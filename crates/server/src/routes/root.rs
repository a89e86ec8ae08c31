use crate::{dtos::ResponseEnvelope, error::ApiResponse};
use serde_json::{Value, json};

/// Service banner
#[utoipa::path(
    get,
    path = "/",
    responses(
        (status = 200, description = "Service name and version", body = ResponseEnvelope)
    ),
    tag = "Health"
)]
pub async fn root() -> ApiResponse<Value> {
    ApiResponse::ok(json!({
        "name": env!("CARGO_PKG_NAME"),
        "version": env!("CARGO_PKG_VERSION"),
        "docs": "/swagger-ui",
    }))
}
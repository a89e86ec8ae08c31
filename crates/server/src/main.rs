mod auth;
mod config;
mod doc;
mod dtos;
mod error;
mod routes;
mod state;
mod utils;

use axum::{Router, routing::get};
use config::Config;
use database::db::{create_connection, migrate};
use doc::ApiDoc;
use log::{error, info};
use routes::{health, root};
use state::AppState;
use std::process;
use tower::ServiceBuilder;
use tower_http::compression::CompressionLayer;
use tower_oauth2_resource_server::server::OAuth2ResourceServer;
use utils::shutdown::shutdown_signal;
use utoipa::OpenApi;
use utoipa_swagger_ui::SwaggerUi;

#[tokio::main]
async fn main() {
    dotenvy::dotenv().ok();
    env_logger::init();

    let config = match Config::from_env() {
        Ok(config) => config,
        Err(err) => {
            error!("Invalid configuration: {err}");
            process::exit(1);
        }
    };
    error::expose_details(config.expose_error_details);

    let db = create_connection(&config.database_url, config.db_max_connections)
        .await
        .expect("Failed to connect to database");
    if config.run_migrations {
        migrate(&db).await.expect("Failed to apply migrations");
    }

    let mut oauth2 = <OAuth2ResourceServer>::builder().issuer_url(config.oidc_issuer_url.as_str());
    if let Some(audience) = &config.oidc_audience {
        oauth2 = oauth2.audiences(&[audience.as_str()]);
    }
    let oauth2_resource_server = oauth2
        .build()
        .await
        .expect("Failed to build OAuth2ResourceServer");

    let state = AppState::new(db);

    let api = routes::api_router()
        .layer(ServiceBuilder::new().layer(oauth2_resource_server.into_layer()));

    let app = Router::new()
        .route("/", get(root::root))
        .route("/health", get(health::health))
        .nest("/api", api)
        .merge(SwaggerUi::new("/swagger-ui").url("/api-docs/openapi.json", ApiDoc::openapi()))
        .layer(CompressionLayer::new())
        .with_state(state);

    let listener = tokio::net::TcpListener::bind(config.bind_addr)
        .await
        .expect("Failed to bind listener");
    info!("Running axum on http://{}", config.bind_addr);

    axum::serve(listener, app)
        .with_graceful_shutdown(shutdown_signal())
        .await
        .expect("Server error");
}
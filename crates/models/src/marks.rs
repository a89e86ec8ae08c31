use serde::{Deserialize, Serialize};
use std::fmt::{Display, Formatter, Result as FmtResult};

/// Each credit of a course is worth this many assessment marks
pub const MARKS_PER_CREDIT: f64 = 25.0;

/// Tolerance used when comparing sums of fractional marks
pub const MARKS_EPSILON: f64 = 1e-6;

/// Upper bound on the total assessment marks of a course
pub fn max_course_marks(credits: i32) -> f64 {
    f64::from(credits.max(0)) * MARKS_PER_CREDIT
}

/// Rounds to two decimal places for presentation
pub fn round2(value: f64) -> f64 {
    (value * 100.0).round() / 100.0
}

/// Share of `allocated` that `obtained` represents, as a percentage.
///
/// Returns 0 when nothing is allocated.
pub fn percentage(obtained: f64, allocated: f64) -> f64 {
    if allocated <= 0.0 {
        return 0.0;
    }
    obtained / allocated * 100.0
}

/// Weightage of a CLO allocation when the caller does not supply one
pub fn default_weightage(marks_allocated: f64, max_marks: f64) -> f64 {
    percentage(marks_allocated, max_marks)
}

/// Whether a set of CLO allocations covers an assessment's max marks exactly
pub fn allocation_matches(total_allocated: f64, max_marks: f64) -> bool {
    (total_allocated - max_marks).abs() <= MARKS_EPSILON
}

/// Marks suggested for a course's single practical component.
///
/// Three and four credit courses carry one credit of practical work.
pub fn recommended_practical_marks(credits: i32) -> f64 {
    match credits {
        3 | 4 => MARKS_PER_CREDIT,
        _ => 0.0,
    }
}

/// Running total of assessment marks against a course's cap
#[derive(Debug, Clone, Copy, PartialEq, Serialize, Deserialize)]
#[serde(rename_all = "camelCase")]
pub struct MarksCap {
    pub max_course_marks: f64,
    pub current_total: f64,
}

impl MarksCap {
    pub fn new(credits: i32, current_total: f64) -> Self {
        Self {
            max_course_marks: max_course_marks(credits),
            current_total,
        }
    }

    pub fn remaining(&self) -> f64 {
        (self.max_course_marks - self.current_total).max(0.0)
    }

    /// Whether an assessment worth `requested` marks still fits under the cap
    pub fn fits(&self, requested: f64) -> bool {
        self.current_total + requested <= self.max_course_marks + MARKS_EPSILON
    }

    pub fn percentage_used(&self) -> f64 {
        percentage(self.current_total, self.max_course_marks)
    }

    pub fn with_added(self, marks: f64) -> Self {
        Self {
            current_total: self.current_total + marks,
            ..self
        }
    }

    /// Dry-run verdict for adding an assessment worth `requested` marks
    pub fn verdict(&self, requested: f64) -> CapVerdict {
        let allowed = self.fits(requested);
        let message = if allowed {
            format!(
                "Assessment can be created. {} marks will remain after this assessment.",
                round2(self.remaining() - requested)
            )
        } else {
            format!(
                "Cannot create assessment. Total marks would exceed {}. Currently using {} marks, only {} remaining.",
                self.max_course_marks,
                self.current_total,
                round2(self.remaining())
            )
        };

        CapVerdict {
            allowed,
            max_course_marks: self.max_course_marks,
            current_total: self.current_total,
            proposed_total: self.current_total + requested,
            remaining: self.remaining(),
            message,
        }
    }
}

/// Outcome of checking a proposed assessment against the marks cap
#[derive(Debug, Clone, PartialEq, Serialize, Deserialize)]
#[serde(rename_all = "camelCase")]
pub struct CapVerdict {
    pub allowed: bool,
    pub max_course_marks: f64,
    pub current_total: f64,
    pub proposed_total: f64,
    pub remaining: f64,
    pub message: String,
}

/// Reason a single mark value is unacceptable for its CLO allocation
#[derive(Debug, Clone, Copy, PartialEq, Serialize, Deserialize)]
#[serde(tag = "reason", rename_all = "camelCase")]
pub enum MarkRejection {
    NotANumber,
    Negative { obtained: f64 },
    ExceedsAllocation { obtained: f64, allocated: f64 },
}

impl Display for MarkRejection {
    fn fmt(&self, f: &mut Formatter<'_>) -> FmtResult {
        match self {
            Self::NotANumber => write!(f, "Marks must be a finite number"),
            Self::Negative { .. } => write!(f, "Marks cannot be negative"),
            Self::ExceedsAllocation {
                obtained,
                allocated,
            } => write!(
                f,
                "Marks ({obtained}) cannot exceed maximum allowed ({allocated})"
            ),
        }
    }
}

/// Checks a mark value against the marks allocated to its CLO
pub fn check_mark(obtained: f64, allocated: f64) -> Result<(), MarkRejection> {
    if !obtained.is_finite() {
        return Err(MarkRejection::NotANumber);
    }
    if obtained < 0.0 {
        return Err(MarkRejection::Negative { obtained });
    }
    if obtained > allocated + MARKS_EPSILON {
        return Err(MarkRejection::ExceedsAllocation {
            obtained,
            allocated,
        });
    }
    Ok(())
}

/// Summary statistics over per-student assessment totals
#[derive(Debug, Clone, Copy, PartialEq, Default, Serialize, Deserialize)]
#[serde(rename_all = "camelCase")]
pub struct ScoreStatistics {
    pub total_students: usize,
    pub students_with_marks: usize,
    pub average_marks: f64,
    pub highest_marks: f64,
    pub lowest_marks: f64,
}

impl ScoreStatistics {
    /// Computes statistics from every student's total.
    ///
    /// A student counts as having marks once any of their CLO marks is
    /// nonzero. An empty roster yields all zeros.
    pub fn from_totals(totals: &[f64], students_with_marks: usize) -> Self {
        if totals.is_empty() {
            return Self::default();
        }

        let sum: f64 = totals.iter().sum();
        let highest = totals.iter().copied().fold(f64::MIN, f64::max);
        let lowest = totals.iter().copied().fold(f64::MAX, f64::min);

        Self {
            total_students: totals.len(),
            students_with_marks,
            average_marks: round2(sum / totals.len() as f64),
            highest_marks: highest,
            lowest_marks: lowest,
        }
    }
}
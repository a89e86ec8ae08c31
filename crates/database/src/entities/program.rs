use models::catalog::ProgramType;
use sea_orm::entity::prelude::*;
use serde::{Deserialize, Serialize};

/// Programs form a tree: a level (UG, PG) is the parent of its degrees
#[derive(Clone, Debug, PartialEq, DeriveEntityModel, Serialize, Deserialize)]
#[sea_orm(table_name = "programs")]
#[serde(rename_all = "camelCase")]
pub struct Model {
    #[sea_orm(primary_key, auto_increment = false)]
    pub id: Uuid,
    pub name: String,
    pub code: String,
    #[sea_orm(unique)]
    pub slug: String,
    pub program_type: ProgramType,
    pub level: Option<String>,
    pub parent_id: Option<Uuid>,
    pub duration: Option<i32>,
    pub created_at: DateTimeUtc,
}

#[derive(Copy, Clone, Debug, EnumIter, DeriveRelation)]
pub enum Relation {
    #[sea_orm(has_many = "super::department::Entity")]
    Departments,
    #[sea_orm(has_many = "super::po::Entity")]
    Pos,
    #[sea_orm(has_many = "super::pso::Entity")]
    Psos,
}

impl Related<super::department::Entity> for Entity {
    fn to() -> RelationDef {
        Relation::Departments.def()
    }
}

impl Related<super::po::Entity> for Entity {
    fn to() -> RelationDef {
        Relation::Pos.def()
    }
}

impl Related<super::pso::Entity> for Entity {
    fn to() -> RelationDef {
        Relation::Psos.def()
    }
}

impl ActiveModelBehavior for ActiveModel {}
※
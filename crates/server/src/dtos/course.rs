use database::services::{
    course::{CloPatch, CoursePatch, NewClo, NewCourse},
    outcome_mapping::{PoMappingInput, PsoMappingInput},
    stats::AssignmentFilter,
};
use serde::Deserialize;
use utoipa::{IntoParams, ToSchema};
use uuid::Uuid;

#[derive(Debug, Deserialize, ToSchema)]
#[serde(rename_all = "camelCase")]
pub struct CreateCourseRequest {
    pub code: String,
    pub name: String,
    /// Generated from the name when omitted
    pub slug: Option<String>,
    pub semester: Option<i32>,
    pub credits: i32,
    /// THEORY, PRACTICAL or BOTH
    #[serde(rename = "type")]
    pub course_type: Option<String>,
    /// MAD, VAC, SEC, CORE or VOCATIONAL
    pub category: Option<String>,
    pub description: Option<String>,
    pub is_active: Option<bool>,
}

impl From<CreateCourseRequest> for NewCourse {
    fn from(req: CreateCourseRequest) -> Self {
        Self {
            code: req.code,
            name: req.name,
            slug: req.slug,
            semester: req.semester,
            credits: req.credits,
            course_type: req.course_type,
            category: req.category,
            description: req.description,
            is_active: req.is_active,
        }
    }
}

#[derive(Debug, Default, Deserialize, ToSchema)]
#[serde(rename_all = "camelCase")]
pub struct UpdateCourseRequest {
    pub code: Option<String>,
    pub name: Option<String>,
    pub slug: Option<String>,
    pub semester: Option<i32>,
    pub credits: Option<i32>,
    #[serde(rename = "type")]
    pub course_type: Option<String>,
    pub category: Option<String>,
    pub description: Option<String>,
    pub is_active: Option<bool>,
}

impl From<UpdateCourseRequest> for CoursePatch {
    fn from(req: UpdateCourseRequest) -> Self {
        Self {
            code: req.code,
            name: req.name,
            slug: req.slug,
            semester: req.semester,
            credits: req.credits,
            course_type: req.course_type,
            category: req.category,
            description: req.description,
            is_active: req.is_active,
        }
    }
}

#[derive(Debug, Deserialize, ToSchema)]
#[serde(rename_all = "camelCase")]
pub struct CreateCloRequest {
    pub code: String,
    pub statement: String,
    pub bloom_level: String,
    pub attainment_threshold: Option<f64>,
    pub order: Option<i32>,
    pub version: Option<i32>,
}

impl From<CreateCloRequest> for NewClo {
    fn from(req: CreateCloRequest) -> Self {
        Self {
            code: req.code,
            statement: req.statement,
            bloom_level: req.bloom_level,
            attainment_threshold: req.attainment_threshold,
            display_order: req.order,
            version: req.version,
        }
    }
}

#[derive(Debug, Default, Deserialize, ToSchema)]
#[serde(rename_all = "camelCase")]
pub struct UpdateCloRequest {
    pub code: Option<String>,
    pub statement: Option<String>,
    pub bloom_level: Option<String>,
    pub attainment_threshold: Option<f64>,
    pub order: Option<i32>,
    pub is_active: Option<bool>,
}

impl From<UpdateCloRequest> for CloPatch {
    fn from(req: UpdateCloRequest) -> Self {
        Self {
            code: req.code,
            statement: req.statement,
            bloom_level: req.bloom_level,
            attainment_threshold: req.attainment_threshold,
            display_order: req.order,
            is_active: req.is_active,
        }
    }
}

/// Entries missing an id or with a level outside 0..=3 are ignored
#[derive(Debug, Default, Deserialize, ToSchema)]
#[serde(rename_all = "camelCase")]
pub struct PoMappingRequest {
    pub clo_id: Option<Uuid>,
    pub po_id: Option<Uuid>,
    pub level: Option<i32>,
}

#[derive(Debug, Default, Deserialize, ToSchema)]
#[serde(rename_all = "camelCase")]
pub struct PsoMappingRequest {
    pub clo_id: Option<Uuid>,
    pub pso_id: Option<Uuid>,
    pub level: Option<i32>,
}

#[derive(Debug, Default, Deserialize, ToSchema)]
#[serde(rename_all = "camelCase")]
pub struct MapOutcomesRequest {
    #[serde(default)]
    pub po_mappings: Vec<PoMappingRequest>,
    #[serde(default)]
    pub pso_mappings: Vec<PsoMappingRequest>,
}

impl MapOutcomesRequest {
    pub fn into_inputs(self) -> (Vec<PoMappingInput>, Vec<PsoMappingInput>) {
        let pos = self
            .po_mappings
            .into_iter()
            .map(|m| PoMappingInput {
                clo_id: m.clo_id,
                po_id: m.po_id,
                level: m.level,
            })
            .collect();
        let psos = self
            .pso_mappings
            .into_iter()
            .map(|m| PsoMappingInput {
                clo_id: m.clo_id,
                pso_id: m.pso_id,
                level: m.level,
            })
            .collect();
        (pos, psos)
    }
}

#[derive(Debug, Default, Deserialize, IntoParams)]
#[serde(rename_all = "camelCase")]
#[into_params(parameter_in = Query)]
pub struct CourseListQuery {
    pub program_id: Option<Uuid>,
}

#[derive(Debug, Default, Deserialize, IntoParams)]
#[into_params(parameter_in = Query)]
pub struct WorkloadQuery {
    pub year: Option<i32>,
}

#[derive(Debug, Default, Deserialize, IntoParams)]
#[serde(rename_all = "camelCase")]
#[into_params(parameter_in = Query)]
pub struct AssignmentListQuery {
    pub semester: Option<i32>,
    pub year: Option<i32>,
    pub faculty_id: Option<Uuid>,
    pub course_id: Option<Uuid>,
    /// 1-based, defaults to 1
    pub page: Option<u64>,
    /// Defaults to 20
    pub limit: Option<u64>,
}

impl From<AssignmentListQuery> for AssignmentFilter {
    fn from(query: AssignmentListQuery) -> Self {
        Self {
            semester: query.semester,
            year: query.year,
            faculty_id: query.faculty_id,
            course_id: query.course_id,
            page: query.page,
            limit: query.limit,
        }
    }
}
※
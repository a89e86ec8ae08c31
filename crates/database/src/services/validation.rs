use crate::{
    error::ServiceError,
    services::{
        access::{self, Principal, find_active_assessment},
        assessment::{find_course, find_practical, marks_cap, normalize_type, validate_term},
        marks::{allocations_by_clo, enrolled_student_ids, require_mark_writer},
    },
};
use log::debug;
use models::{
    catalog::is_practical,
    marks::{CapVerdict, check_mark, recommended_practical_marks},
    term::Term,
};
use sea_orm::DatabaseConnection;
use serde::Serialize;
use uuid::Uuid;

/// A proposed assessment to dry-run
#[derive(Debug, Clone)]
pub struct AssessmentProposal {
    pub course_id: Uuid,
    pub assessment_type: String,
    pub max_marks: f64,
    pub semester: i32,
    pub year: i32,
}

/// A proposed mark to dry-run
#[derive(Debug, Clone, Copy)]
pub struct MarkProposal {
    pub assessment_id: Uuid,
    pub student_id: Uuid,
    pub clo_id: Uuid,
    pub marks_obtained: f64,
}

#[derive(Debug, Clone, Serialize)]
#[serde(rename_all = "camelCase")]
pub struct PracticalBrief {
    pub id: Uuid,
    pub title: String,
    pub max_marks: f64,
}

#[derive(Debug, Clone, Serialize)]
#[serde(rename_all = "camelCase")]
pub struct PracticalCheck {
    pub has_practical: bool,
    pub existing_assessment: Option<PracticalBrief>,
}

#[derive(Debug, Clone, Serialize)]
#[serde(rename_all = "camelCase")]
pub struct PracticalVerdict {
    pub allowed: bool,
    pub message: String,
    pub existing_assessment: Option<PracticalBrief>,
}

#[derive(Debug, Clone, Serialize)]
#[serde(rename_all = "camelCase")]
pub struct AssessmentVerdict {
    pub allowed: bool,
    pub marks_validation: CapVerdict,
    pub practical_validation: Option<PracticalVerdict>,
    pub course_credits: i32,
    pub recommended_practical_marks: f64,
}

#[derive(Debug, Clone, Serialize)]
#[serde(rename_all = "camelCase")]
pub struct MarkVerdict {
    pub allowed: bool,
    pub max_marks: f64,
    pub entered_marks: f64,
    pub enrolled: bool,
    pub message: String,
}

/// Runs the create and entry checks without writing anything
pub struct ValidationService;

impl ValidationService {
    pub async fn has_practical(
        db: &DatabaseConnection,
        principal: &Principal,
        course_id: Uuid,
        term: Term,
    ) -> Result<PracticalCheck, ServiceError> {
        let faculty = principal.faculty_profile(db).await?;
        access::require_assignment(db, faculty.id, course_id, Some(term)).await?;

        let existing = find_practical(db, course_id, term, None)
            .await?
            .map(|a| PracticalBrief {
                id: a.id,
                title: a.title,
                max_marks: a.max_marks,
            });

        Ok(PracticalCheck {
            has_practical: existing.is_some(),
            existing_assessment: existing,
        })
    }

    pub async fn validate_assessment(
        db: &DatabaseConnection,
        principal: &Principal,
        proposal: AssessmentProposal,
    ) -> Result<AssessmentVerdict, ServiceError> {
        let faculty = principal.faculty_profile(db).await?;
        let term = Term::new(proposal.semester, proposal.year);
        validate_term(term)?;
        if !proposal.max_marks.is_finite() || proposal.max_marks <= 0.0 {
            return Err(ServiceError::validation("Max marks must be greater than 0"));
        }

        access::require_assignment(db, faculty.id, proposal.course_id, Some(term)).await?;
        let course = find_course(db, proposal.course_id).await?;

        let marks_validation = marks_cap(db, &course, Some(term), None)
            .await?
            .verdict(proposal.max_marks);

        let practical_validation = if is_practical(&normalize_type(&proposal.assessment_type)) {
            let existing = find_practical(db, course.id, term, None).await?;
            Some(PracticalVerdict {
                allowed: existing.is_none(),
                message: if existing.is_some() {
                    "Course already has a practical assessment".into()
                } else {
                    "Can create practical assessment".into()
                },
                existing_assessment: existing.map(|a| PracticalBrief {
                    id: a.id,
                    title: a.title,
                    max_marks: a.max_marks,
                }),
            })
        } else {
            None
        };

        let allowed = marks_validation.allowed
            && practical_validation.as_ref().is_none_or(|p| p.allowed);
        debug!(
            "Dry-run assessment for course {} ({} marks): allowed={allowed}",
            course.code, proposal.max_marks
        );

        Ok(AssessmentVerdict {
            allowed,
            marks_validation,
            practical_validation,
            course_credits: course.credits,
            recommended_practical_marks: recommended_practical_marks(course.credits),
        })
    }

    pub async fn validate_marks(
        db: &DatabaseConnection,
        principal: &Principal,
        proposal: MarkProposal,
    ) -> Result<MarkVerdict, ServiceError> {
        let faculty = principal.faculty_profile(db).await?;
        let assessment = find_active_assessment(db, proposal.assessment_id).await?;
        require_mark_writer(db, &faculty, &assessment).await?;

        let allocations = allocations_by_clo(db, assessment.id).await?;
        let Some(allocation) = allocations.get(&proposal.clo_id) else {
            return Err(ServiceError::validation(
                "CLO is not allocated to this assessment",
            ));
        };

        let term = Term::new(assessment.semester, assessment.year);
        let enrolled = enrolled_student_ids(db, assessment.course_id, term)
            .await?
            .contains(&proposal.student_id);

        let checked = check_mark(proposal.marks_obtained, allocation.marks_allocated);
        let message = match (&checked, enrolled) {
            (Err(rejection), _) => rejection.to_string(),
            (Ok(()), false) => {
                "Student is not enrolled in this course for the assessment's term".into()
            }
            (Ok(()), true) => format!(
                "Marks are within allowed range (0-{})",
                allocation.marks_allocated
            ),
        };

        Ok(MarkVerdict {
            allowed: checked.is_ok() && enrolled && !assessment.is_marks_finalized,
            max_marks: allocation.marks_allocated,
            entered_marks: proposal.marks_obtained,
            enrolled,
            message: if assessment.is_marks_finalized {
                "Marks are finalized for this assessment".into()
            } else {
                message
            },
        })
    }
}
※
Exercise description: Go through the data line by line and work out how many lines contain "Negative". Give only that number.

Exercise output: 3